## Goal of the exercise:
After reading the entries below, copy word for word the lines from the first through the line containing "const DEFAULT_TINT_START: f32 = 0.5;", and stop there.

++++ Data for processing

use std::sync::Arc;

use vello::{kurbo::Affine, wgpu};
use winit::{
  application::ApplicationHandler,
  dpi::LogicalSize,
  event::{ElementState, KeyEvent, WindowEvent},
  event_loop::{ActiveEventLoop, ControlFlow, EventLoop},
  keyboard::{Key, NamedKey},
  window::{Window, WindowId},
};

use crate::{
  Error, InputState, ResultExt,
  mix::Blend,
  render::{GpuHandle, Render, RenderConfig},
  sheet::{Sheet, caption},
};

const DEFAULT_TINT_START: f32 = 0.5;

/// Opens a window showing the sheet for `state`.
///
/// Left/Right cycle presets, `r` switches row tables, `b` switches blends, `t` toggles the tint
/// and `q` or Escape closes the window. Every change recomputes the whole sheet.
pub fn show(state: InputState, blend: Blend) -> Result<(), Error> {
  let event_loop = EventLoop::new()?;
  event_loop.set_control_flow(ControlFlow::Wait);

  let mut app = App { state, blend, stale: true, render: None, init: None, error: None };
  event_loop.run_app(&mut app)?;

  let error = app.error.take();

  // FIXME: Ideally, we'd drop this. But dropping the surface after the loop exits segfaults.
  std::mem::forget(app);

  error.map_or(Ok(()), Err)
}

struct App {
  state:  InputState,
  blend:  Blend,
  stale:  bool,
  render: Option<Render>,
  init:   Option<Init>,
  error:  Option<Error>,
}

struct Init {
  window:  Arc<Window>,
  surface: wgpu::Surface<'static>,
  config:  wgpu::SurfaceConfiguration,
  handle:  GpuHandle,

  blit:  wgpu::util::TextureBlitter,
  vello: vello::Renderer,
}

impl ApplicationHandler for App {
  fn resumed(&mut self, event_loop: &ActiveEventLoop) {
    if self.init.is_some() {
      return;
    }

    match Init::new(event_loop) {
      Ok(init) => {
        init.window.request_redraw();
        self.init = Some(init);
      }
      Err(e) => {
        self.error = Some(e);
        event_loop.exit();
      }
    }
  }

  fn window_event(&mut self, event_loop: &ActiveEventLoop, _: WindowId, event: WindowEvent) {
    match event {
      WindowEvent::CloseRequested => {
        event_loop.exit();
      }

      WindowEvent::KeyboardInput {
        event: KeyEvent { logical_key, state: ElementState::Pressed, .. },
        ..
      } => match logical_key.as_ref() {
        Key::Character("q") | Key::Named(NamedKey::Escape) => event_loop.exit(),
        Key::Named(NamedKey::ArrowRight) => self.update(|app| app.state.cycle_preset(1)),
        Key::Named(NamedKey::ArrowLeft) => self.update(|app| app.state.cycle_preset(-1)),
        Key::Character("r") => self.update(|app| {
          let scale = app.state.scale().toggled();
          app.state.set_scale(scale);
        }),
        Key::Character("b") => self.update(|app| app.blend = app.blend.next()),
        Key::Character("t") => self.update(|app| {
          let start = match app.state.tint_start() {
            Some(_) => None,
            None => Some(DEFAULT_TINT_START),
          };
          app.state.set_tint_start(start);
        }),
        _ => {}
      },

      WindowEvent::Resized(new_size) => {
        if let Some(init) = &mut self.init {
          if new_size.width > 0 && new_size.height > 0 {
            init.config.width = new_size.width;
            init.config.height = new_size.height;
            init.handle.resize(&RenderConfig::new(new_size.width, new_size.height));
            init.surface.configure(&init.handle.device, &init.config);

            self.stale = true;
            init.window.request_redraw();
          }
        }
      }

      WindowEvent::RedrawRequested => {
        let Some(init) = &mut self.init else { return };

        if self.stale {
          self.stale = false;
          let render = self.render.get_or_insert_with(Render::new);
          render.scene.reset();

          let model = self.state.render(&self.blend);
          let caption = caption(&self.state, self.blend);
          init.window.set_title(&format!("mixgrid - {caption}"));

          let sheet = Sheet::new(&model, caption);
          let layout = sheet.layout();
          sheet.draw(render, &layout);

          // Shrink the sheet to fit the window, never enlarge it.
          let scale = (f64::from(init.config.width) / layout.size.width)
            .min(f64::from(init.config.height) / layout.size.height)
            .min(1.0);
          let mut frame = vello::Scene::new();
          frame.append(&render.scene, Some(Affine::scale(scale)));

          let config = RenderConfig::new(init.config.width, init.config.height);
          init
            .vello
            .render_to_texture(
              &init.handle.device,
              &init.handle.queue,
              &frame,
              &init.handle.view,
              &render.params(&config),
            )
            .log_err();
        }
        init.redraw();
      }

      _ => (),
    }
  }
}

impl App {
  fn update(&mut self, f: impl FnOnce(&mut App)) {
    f(self);
    self.stale = true;
    if let Some(init) = &self.init {
      init.window.request_redraw();
    }
  }
}

impl Init {
  fn new(event_loop: &ActiveEventLoop) -> Result<Self, Error> {
    let window = Arc::new(
      event_loop.create_window(
        Window::default_attributes()
          .with_title("mixgrid")
          .with_inner_size(LogicalSize::new(1100, 1000))
          .with_min_inner_size(LogicalSize::new(320, 240)),
      )?,
    );
    let size = window.inner_size();

    let instance = wgpu::Instance::new(&wgpu::InstanceDescriptor::default());
    let surface = instance.create_surface(window.clone()).map_err(Error::gpu)?;

    let adapter = pollster::block_on(instance.request_adapter(&wgpu::RequestAdapterOptions {
      compatible_surface: Some(&surface),
      ..Default::default()
    }))
    .map_err(Error::gpu)?;

    // vello already writes sRGB-encoded values, so the surface must not encode them again.
    let surface_caps = surface.get_capabilities(&adapter);
    let surface_format = surface_caps
      .formats
      .iter()
      .copied()
      .find(|f| !f.is_srgb())
      .or_else(|| surface_caps.formats.first().copied())
      .ok_or_else(|| Error::Gpu("surface reports no texture formats".to_string()))?;

    let render_config = RenderConfig::new(size.width, size.height);
    let handle = GpuHandle::new(&render_config, Some(adapter))?;

    let config = wgpu::SurfaceConfiguration {
      usage:                         wgpu::TextureUsages::RENDER_ATTACHMENT
        | wgpu::TextureUsages::COPY_DST,
      format:                        surface_format,
      width:                         render_config.width,
      height:                        render_config.height,
      present_mode:                  wgpu::PresentMode::AutoVsync,
      alpha_mode:                    surface_caps
        .alpha_modes
        .first()
        .copied()
        .unwrap_or(wgpu::CompositeAlphaMode::Auto),
      view_formats:                  vec![],
      desired_maximum_frame_latency: 2,
    };
    surface.configure(&handle.device, &config);

    let vello = vello::Renderer::new(&handle.device, vello::RendererOptions::default())
      .map_err(Error::gpu)?;

    let blit = wgpu::util::TextureBlitter::new(&handle.device, config.format);

    Ok(Init { window, surface, config, handle, blit, vello })
  }

  fn redraw(&mut self) {
    let frame = match self.surface.get_current_texture() {
      Ok(frame) => frame,
      Err(wgpu::SurfaceError::Lost | wgpu::SurfaceError::Outdated) => {
        self.surface.configure(&self.handle.device, &self.config);
        return;
      }
      Err(e) => {
        tracing::warn!("dropped frame: {e}");
        return;
      }
    };

    let surface_view = &frame.texture.create_view(&wgpu::TextureViewDescriptor::default());

    let mut encoder = self
      .handle
      .device
      .create_command_encoder(&wgpu::CommandEncoderDescriptor { label: Some("Render Encoder") });

    self.blit.copy(&self.handle.device, &mut encoder, &self.handle.view, surface_view);

    self.handle.queue.submit(std::iter::once(encoder.finish()));

    frame.present();
  }
}
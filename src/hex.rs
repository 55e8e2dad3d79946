use std::fmt;

use serde::{Serialize, Serializer};

/// An 8-bit sRGB color, displayed as `#rrggbb`.
#[derive(Debug, Clone, Copy, PartialEq, Eq, Default, Hash)]
pub struct Rgb(pub [u8; 3]);

pub const BLACK: Rgb = Rgb([0x00, 0x00, 0x00]);
pub const WHITE: Rgb = Rgb([0xff, 0xff, 0xff]);

impl Rgb {
  pub const fn new(r: u8, g: u8, b: u8) -> Self { Rgb([r, g, b]) }

  /// Rounds each channel to the nearest integer and clamps it to `0..=255`.
  pub fn from_channels(channels: [f32; 3]) -> Self { Rgb(channels.map(round_channel)) }

  pub fn channels(&self) -> [f32; 3] { self.0.map(f32::from) }

  pub fn hex(&self) -> String { self.to_string() }
}

impl From<[u8; 3]> for Rgb {
  fn from(value: [u8; 3]) -> Self { Rgb(value) }
}

impl fmt::Display for Rgb {
  fn fmt(&self, f: &mut fmt::Formatter<'_>) -> fmt::Result {
    let Rgb([r, g, b]) = *self;
    write!(f, "#{r:02x}{g:02x}{b:02x}")
  }
}

impl Serialize for Rgb {
  fn serialize<S: Serializer>(&self, serializer: S) -> Result<S::Ok, S::Error> {
    serializer.collect_str(self)
  }
}

/// Parses `RRGGBB` with an optional leading `#`. Digits are case-insensitive.
///
/// This is more lenient than [`is_valid`], which insists on the `#`. Presets and other
/// programmatic callers go through here.
pub fn parse(hex: &str) -> Option<Rgb> {
  let digits = hex.strip_prefix('#').unwrap_or(hex).as_bytes();
  if digits.len() != 6 {
    return None;
  }

  let mut rgb = [0u8; 3];
  for (channel, pair) in rgb.iter_mut().zip(digits.chunks_exact(2)) {
    *channel = nibble(pair[0])? << 4 | nibble(pair[1])?;
  }

  Some(Rgb(rgb))
}

/// Formats fractional channels as `#rrggbb`, rounding rather than truncating.
pub fn format(channels: [f32; 3]) -> String { Rgb::from_channels(channels).hex() }

/// True iff `hex` is exactly `#` followed by six hex digits.
pub fn is_valid(hex: &str) -> bool {
  match hex.strip_prefix('#') {
    Some(digits) => digits.len() == 6 && digits.bytes().all(|c| c.is_ascii_hexdigit()),
    None => false,
  }
}

fn nibble(c: u8) -> Option<u8> {
  match c {
    b'0'..=b'9' => Some(c - b'0'),
    b'a'..=b'f' => Some(c - b'a' + 10),
    b'A'..=b'F' => Some(c - b'A' + 10),
    _ => None,
  }
}

// NaN becomes 0 through the saturating cast.
fn round_channel(value: f32) -> u8 { value.round().clamp(0.0, 255.0) as u8 }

++++++++

## Written response:
use std::sync::Arc;

use vello::{kurbo::Affine, wgpu};
use winit::{
  application::ApplicationHandler,
  dpi::LogicalSize,
  event::{ElementState, KeyEvent, WindowEvent},
  event_loop::{ActiveEventLoop, ControlFlow, EventLoop},
  keyboard::{Key, NamedKey},
  window::{Window, WindowId},
};

use crate::{
  Error, InputState, ResultExt,
  mix::Blend,
  render::{GpuHandle, Render, RenderConfig},
  sheet::{Sheet, caption},
};

const DEFAULT_TINT_START: f32 = 0.5;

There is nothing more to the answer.